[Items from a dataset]
= = = = =

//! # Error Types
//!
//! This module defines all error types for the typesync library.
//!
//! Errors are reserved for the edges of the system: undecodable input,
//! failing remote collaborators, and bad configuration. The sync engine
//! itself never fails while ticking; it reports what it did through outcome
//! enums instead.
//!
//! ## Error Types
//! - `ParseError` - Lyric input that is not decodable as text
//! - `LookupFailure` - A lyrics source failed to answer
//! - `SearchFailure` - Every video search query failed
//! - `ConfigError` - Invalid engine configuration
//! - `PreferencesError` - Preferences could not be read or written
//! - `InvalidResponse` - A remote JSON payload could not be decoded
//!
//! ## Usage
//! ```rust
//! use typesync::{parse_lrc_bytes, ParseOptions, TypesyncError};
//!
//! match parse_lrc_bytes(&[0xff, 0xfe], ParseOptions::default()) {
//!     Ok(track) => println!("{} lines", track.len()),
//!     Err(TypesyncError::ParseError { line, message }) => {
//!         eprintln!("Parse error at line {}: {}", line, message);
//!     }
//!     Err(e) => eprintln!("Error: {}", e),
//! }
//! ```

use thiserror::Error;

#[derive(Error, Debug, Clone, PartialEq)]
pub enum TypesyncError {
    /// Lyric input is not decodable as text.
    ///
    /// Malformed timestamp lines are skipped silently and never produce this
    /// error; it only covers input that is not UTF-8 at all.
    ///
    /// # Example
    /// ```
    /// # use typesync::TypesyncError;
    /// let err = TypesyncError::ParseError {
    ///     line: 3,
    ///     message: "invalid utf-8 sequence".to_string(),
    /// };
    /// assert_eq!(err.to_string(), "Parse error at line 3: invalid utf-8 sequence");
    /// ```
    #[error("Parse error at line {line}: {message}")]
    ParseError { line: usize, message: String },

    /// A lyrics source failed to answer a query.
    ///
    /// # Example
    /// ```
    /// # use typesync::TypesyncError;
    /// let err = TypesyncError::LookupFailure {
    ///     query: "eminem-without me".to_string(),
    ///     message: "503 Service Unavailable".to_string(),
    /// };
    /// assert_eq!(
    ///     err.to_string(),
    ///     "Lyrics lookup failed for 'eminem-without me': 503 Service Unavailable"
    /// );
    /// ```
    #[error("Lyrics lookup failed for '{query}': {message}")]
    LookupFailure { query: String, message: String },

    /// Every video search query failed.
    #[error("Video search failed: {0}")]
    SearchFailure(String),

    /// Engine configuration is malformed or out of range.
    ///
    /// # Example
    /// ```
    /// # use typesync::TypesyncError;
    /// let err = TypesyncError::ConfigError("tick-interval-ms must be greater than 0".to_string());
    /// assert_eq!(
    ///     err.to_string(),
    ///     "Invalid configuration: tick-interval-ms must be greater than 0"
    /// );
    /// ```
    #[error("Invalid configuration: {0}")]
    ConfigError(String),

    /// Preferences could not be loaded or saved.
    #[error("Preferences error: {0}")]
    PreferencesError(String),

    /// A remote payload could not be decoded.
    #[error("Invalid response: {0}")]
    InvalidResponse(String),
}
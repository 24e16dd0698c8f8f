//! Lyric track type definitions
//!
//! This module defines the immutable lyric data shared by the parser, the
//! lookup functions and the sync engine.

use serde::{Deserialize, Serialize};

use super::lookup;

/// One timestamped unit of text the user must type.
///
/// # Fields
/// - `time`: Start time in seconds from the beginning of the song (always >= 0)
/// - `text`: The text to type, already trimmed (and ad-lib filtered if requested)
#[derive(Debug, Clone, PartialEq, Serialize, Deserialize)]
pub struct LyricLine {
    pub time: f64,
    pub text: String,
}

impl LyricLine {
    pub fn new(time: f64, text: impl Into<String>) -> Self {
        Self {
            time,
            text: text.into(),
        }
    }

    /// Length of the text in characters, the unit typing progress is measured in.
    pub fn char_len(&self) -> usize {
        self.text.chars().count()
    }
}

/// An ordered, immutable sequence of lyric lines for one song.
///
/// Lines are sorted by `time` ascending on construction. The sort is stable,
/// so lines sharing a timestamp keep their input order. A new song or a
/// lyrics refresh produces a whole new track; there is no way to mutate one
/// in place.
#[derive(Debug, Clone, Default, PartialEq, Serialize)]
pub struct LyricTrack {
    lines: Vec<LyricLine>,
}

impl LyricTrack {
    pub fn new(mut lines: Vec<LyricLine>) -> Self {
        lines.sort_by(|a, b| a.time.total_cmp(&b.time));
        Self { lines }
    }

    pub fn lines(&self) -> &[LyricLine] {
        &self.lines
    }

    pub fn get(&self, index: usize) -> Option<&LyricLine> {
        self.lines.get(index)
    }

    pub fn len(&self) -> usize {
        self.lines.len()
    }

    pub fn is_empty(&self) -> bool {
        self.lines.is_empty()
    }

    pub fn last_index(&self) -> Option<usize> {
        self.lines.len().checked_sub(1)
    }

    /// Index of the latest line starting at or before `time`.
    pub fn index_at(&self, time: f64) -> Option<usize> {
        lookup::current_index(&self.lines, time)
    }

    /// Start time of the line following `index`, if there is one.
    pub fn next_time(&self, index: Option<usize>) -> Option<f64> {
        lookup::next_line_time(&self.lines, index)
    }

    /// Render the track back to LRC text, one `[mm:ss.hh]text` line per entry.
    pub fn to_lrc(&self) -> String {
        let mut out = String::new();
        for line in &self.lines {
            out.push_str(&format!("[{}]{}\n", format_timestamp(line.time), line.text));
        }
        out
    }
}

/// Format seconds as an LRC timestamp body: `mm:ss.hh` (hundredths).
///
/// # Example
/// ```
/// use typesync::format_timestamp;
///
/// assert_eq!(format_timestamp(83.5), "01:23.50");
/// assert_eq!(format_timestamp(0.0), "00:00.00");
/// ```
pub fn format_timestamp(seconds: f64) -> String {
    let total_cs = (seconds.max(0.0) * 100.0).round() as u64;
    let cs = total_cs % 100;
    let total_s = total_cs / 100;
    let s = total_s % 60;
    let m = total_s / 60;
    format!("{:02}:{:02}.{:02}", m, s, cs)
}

= = = = =

[Directions]: Give the data again, exactly as it stands.

[The completed task]:
//! # Error Types
//!
//! This module defines all error types for the typesync library.
//!
//! Errors are reserved for the edges of the system: undecodable input,
//! failing remote collaborators, and bad configuration. The sync engine
//! itself never fails while ticking; it reports what it did through outcome
//! enums instead.
//!
//! ## Error Types
//! - `ParseError` - Lyric input that is not decodable as text
//! - `LookupFailure` - A lyrics source failed to answer
//! - `SearchFailure` - Every video search query failed
//! - `ConfigError` - Invalid engine configuration
//! - `PreferencesError` - Preferences could not be read or written
//! - `InvalidResponse` - A remote JSON payload could not be decoded
//!
//! ## Usage
//! ```rust
//! use typesync::{parse_lrc_bytes, ParseOptions, TypesyncError};
//!
//! match parse_lrc_bytes(&[0xff, 0xfe], ParseOptions::default()) {
//!     Ok(track) => println!("{} lines", track.len()),
//!     Err(TypesyncError::ParseError { line, message }) => {
//!         eprintln!("Parse error at line {}: {}", line, message);
//!     }
//!     Err(e) => eprintln!("Error: {}", e),
//! }
//! ```

use thiserror::Error;

#[derive(Error, Debug, Clone, PartialEq)]
pub enum TypesyncError {
    /// Lyric input is not decodable as text.
    ///
    /// Malformed timestamp lines are skipped silently and never produce this
    /// error; it only covers input that is not UTF-8 at all.
    ///
    /// # Example
    /// ```
    /// # use typesync::TypesyncError;
    /// let err = TypesyncError::ParseError {
    ///     line: 3,
    ///     message: "invalid utf-8 sequence".to_string(),
    /// };
    /// assert_eq!(err.to_string(), "Parse error at line 3: invalid utf-8 sequence");
    /// ```
    #[error("Parse error at line {line}: {message}")]
    ParseError { line: usize, message: String },

    /// A lyrics source failed to answer a query.
    ///
    /// # Example
    /// ```
    /// # use typesync::TypesyncError;
    /// let err = TypesyncError::LookupFailure {
    ///     query: "eminem-without me".to_string(),
    ///     message: "503 Service Unavailable".to_string(),
    /// };
    /// assert_eq!(
    ///     err.to_string(),
    ///     "Lyrics lookup failed for 'eminem-without me': 503 Service Unavailable"
    /// );
    /// ```
    #[error("Lyrics lookup failed for '{query}': {message}")]
    LookupFailure { query: String, message: String },

    /// Every video search query failed.
    #[error("Video search failed: {0}")]
    SearchFailure(String),

    /// Engine configuration is malformed or out of range.
    ///
    /// # Example
    /// ```
    /// # use typesync::TypesyncError;
    /// let err = TypesyncError::ConfigError("tick-interval-ms must be greater than 0".to_string());
    /// assert_eq!(
    ///     err.to_string(),
    ///     "Invalid configuration: tick-interval-ms must be greater than 0"
    /// );
    /// ```
    #[error("Invalid configuration: {0}")]
    ConfigError(String),

    /// Preferences could not be loaded or saved.
    #[error("Preferences error: {0}")]
    PreferencesError(String),

    /// A remote payload could not be decoded.
    #[error("Invalid response: {0}")]
    InvalidResponse(String),
}
repository 24e16dd0698c8f8f
//! Lyric track type definitions
//!
//! This module defines the immutable lyric data shared by the parser, the
//! lookup functions and the sync engine.

use serde::{Deserialize, Serialize};

use super::lookup;

/// One timestamped unit of text the user must type.
///
/// # Fields
/// - `time`: Start time in seconds from the beginning of the song (always >= 0)
/// - `text`: The text to type, already trimmed (and ad-lib filtered if requested)
#[derive(Debug, Clone, PartialEq, Serialize, Deserialize)]
pub struct LyricLine {
    pub time: f64,
    pub text: String,
}

impl LyricLine {
    pub fn new(time: f64, text: impl Into<String>) -> Self {
        Self {
            time,
            text: text.into(),
        }
    }

    /// Length of the text in characters, the unit typing progress is measured in.
    pub fn char_len(&self) -> usize {
        self.text.chars().count()
    }
}

/// An ordered, immutable sequence of lyric lines for one song.
///
/// Lines are sorted by `time` ascending on construction. The sort is stable,
/// so lines sharing a timestamp keep their input order. A new song or a
/// lyrics refresh produces a whole new track; there is no way to mutate one
/// in place.
#[derive(Debug, Clone, Default, PartialEq, Serialize)]
pub struct LyricTrack {
    lines: Vec<LyricLine>,
}

impl LyricTrack {
    pub fn new(mut lines: Vec<LyricLine>) -> Self {
        lines.sort_by(|a, b| a.time.total_cmp(&b.time));
        Self { lines }
    }

    pub fn lines(&self) -> &[LyricLine] {
        &self.lines
    }

    pub fn get(&self, index: usize) -> Option<&LyricLine> {
        self.lines.get(index)
    }

    pub fn len(&self) -> usize {
        self.lines.len()
    }

    pub fn is_empty(&self) -> bool {
        self.lines.is_empty()
    }

    pub fn last_index(&self) -> Option<usize> {
        self.lines.len().checked_sub(1)
    }

    /// Index of the latest line starting at or before `time`.
    pub fn index_at(&self, time: f64) -> Option<usize> {
        lookup::current_index(&self.lines, time)
    }

    /// Start time of the line following `index`, if there is one.
    pub fn next_time(&self, index: Option<usize>) -> Option<f64> {
        lookup::next_line_time(&self.lines, index)
    }

    /// Render the track back to LRC text, one `[mm:ss.hh]text` line per entry.
    pub fn to_lrc(&self) -> String {
        let mut out = String::new();
        for line in &self.lines {
            out.push_str(&format!("[{}]{}\n", format_timestamp(line.time), line.text));
        }
        out
    }
}

/// Format seconds as an LRC timestamp body: `mm:ss.hh` (hundredths).
///
/// # Example
/// ```
/// use typesync::format_timestamp;
///
/// assert_eq!(format_timestamp(83.5), "01:23.50");
/// assert_eq!(format_timestamp(0.0), "00:00.00");
/// ```
pub fn format_timestamp(seconds: f64) -> String {
    let total_cs = (seconds.max(0.0) * 100.0).round() as u64;
    let cs = total_cs % 100;
    let total_s = total_cs / 100;
    let s = total_s % 60;
    let m = total_s / 60;
    format!("{:02}:{:02}.{:02}", m, s, cs)
}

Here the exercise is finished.